## Data shown
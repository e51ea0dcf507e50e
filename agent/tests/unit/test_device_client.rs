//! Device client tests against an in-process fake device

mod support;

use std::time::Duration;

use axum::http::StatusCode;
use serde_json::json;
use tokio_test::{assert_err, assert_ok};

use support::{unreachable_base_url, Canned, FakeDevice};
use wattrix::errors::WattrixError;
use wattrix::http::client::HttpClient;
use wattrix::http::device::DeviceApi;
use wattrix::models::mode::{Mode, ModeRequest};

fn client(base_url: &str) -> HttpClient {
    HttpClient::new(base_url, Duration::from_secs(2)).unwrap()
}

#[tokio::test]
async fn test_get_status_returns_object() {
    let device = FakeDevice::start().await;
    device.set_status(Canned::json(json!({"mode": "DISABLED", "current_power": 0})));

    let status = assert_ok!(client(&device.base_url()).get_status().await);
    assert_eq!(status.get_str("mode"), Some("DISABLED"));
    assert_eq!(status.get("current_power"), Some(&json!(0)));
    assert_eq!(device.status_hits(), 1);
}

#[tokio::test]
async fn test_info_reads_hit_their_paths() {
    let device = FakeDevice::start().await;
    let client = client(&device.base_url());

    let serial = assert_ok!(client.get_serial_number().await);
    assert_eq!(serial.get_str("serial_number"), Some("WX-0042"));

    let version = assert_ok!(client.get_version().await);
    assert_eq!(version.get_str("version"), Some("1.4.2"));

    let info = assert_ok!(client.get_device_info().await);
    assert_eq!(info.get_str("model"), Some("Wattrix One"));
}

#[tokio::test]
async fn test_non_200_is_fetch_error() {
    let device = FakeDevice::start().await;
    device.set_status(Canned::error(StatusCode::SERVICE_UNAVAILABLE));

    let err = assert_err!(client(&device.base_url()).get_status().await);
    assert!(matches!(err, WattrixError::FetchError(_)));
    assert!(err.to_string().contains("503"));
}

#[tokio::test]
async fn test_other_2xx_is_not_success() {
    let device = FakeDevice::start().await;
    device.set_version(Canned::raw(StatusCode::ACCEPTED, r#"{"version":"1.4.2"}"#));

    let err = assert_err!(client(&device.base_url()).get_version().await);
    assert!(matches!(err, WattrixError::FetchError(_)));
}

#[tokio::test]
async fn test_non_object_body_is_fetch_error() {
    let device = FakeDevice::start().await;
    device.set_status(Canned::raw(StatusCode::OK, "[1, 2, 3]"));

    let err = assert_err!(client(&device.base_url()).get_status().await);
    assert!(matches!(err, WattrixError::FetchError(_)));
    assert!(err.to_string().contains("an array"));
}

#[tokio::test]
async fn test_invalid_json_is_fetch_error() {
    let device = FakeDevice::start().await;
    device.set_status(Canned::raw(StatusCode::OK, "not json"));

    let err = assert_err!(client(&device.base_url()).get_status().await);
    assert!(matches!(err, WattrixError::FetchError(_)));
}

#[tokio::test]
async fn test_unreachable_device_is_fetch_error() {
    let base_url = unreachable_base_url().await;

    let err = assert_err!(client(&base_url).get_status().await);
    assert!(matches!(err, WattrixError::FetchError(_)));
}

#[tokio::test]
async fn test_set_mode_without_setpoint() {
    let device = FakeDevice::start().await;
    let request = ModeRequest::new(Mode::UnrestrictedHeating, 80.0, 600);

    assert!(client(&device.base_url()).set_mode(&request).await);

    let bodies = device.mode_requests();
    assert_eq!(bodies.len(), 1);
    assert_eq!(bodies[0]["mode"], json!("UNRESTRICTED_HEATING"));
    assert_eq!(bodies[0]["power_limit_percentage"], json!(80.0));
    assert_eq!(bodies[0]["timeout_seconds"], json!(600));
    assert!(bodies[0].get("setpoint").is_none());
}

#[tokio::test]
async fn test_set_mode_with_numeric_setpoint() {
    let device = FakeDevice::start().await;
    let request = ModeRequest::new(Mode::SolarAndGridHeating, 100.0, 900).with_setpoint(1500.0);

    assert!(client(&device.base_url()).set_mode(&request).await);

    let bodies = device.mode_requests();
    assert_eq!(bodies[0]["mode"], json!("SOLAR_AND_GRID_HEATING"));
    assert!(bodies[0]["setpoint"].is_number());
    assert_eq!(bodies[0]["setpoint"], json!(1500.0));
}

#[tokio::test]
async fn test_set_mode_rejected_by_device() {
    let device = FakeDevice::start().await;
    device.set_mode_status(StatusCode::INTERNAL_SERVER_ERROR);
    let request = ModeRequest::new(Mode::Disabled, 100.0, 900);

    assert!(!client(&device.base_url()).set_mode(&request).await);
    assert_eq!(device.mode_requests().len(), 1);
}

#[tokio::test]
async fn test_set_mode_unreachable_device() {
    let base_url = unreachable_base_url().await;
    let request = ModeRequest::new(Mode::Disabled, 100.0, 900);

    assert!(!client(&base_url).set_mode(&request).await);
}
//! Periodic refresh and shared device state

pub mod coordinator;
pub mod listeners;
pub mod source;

## Description of the task
Working from the entries above, find every line in which the word "tests" occurs and copy it.

## Reply
filename agent/tests/unit/test_device_client.rs
//! Device client tests against an in-process fake device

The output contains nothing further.